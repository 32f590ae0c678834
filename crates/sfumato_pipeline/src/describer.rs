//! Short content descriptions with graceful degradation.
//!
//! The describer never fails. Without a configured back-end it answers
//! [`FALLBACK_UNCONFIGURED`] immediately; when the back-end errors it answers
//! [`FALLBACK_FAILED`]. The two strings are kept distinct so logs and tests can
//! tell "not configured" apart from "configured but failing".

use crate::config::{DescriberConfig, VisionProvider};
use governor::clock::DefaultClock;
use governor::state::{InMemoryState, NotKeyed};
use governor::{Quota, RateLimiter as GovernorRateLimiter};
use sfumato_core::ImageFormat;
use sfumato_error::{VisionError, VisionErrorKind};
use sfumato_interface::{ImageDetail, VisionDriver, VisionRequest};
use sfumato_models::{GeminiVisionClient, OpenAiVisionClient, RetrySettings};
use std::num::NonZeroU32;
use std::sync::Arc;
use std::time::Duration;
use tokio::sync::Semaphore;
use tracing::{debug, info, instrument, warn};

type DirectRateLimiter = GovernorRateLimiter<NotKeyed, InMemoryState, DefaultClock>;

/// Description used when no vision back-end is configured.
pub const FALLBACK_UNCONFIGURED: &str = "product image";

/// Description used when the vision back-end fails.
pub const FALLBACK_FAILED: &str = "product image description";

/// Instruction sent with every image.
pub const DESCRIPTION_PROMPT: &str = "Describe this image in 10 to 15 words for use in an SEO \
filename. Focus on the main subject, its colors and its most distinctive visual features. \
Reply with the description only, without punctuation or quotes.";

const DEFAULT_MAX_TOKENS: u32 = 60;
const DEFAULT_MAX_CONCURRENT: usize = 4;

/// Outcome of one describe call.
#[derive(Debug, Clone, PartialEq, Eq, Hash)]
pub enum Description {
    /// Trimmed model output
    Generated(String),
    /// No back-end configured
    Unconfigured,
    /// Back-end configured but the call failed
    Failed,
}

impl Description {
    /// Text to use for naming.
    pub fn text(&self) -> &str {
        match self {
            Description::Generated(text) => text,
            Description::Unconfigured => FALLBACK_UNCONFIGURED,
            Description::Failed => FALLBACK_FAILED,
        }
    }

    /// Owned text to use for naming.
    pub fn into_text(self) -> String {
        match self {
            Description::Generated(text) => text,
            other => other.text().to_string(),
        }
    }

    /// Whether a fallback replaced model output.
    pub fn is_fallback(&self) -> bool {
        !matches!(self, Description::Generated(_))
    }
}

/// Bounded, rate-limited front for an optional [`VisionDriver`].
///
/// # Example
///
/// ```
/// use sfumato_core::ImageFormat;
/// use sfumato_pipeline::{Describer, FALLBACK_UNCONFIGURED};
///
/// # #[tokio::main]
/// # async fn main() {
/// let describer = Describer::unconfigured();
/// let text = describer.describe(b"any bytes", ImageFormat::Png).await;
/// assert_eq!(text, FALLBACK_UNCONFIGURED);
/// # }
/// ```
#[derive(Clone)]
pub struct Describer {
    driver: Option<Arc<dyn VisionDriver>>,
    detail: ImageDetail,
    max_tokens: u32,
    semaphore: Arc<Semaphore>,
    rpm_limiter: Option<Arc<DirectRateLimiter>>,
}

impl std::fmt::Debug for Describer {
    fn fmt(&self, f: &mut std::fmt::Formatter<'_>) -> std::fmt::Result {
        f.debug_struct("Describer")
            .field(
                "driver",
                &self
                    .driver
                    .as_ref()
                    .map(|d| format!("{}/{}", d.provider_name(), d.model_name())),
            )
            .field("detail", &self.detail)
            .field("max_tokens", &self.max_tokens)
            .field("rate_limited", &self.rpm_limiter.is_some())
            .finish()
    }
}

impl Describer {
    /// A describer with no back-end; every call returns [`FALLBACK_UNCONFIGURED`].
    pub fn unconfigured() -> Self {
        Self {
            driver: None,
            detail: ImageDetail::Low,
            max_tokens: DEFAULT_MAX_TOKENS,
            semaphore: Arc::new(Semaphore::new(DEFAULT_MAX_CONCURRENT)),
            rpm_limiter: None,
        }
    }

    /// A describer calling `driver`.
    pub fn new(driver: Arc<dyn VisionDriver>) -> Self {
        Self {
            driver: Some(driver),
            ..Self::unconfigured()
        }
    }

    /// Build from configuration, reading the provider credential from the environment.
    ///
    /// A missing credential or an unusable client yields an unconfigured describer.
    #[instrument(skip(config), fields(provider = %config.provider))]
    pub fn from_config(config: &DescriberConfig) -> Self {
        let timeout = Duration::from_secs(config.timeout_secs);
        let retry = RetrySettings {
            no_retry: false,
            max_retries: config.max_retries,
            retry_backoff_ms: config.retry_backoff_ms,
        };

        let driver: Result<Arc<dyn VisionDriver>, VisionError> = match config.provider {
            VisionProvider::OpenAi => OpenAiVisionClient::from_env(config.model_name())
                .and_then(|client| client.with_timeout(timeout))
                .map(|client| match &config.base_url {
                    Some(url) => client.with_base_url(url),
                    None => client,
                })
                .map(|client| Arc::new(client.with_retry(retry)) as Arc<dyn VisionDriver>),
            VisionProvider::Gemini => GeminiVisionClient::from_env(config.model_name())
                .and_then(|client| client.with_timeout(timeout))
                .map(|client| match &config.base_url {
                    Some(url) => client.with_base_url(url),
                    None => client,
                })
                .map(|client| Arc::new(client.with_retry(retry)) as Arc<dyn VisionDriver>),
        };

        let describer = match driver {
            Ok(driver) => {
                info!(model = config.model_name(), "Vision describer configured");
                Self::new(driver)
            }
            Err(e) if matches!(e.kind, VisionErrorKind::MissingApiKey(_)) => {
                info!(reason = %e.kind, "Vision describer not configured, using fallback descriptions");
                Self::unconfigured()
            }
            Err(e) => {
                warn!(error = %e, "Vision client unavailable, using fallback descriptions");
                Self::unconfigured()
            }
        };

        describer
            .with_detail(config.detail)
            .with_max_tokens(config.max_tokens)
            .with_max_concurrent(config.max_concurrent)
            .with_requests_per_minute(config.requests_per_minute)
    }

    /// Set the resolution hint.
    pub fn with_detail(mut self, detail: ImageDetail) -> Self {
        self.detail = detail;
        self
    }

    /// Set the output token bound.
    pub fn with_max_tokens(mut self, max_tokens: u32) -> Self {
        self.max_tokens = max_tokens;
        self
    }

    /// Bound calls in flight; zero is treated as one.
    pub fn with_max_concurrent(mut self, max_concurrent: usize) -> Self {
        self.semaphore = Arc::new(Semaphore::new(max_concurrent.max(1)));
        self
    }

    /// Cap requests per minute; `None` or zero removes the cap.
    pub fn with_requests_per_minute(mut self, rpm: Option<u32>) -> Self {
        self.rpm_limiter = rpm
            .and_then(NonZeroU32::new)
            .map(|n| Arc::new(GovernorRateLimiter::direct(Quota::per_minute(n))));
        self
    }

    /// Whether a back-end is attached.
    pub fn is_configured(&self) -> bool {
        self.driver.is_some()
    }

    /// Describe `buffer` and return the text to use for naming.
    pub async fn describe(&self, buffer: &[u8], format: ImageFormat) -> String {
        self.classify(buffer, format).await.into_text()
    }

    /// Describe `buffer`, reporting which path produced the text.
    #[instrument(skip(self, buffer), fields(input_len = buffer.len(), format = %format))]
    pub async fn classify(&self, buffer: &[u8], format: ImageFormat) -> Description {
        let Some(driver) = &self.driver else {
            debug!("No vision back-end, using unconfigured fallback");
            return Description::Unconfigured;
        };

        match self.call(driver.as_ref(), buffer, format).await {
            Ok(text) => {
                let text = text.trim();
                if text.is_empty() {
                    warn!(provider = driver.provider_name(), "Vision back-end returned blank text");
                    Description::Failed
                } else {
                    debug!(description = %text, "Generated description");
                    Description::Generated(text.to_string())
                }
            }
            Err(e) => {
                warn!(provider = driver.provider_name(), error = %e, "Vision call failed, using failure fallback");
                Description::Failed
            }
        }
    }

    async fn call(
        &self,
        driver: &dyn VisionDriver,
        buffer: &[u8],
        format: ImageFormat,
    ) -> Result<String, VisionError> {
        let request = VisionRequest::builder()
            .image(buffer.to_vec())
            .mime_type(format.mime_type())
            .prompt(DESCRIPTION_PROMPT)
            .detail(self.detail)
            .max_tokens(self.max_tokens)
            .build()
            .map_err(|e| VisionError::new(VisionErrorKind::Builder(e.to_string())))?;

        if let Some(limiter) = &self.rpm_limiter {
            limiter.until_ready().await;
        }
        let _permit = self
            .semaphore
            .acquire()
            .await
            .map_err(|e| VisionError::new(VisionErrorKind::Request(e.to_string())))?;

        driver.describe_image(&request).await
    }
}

○ ○ ○

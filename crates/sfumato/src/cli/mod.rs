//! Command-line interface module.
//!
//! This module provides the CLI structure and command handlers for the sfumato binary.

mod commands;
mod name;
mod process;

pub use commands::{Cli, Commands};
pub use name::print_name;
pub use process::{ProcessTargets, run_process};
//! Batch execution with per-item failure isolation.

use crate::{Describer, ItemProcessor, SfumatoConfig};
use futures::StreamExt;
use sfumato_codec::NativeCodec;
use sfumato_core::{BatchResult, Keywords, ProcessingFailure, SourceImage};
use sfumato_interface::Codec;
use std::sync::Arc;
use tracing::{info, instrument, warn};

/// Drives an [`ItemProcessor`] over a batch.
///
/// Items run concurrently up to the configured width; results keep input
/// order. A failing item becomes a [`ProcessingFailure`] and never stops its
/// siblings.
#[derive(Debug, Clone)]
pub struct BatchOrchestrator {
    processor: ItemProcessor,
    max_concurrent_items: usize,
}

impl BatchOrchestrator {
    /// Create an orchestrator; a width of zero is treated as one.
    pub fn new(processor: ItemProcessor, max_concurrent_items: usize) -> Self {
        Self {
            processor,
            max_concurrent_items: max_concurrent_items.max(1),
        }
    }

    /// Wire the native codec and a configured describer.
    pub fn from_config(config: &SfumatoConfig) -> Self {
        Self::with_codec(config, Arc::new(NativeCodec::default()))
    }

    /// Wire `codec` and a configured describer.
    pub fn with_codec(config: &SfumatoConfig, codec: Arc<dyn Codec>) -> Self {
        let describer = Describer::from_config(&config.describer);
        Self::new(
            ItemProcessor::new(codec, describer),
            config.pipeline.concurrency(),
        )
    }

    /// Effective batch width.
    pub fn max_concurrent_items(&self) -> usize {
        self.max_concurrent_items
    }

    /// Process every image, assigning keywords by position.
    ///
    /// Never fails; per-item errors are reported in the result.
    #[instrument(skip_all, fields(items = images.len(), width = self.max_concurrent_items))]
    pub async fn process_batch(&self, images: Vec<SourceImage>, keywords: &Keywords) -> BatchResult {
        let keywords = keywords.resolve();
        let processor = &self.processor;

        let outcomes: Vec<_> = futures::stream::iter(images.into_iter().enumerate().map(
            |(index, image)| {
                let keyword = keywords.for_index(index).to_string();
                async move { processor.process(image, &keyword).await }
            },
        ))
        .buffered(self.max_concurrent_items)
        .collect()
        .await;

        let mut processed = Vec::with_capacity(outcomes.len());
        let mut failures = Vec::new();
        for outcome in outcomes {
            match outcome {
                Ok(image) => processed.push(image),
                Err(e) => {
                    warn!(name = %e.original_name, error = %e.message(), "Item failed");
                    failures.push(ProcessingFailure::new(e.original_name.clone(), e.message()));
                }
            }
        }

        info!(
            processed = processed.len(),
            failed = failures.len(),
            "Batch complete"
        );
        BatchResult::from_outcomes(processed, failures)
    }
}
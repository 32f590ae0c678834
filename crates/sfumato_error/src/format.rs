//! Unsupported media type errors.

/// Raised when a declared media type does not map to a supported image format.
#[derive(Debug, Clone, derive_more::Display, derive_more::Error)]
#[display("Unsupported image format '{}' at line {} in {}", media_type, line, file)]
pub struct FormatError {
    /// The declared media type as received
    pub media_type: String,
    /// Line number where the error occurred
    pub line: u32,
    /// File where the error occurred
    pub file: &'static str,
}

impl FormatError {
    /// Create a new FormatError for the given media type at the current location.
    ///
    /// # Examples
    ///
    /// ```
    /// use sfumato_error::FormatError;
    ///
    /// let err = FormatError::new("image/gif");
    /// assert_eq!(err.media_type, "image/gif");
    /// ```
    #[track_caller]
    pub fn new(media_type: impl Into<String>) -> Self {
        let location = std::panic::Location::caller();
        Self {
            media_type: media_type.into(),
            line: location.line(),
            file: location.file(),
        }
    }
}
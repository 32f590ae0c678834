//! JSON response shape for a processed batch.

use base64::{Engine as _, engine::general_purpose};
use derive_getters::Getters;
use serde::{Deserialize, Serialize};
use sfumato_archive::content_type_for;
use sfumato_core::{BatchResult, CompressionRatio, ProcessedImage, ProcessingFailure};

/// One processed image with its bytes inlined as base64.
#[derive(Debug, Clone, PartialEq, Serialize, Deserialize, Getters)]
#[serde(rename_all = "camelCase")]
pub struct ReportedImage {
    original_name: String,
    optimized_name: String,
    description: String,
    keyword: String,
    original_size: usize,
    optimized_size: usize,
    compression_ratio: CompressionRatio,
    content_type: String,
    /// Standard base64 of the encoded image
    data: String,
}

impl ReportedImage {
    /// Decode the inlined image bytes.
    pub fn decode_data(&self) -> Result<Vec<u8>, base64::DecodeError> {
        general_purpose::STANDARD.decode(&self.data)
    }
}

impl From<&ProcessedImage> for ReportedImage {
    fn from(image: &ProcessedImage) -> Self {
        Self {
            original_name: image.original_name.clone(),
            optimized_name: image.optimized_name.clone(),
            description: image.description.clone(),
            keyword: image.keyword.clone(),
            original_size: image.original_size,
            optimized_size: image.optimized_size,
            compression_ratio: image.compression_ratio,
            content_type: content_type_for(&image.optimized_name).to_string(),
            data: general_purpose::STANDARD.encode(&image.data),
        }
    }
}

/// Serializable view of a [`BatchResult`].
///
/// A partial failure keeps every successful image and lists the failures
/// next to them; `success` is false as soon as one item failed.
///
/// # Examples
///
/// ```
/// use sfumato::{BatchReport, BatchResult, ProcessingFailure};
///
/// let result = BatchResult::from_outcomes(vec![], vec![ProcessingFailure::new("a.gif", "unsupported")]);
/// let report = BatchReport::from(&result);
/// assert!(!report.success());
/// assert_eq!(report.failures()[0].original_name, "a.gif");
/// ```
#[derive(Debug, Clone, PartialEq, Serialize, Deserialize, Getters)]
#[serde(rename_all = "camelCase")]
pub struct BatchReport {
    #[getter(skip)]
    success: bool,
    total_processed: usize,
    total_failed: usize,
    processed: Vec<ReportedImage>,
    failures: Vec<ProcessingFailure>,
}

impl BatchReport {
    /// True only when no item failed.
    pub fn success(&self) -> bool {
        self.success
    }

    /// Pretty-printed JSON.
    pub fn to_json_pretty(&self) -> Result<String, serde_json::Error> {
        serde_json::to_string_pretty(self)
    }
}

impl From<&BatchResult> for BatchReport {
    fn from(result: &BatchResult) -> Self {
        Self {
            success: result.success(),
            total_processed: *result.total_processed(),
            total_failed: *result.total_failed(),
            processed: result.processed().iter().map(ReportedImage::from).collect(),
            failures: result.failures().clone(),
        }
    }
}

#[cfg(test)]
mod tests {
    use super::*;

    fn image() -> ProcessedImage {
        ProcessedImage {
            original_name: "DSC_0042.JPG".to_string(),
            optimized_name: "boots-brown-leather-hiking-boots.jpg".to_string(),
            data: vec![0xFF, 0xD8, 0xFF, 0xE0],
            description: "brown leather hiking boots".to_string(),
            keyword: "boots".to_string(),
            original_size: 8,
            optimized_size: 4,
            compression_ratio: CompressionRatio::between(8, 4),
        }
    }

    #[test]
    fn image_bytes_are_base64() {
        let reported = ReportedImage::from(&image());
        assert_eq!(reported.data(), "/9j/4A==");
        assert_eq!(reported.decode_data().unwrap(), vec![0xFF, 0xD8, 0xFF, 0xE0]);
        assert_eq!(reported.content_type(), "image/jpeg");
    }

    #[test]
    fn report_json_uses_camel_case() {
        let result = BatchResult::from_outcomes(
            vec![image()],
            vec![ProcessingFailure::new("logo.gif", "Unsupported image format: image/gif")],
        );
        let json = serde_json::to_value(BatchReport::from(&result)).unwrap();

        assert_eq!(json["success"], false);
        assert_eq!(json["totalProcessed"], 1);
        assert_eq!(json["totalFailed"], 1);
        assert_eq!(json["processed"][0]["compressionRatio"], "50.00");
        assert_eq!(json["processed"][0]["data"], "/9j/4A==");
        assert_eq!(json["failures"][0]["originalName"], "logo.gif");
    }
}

○ ○ ○

**Prompt:**
Gather each line of the listing that holds the string "instrument".

**Your response:**
use tracing::{debug, info, instrument, warn};
    #[instrument(skip(config), fields(provider = %config.provider))]
    #[instrument(skip(self, buffer), fields(input_len = buffer.len(), format = %format))]
use tracing::{info, instrument, warn};
    #[instrument(skip_all, fields(items = images.len(), width = self.max_concurrent_items))]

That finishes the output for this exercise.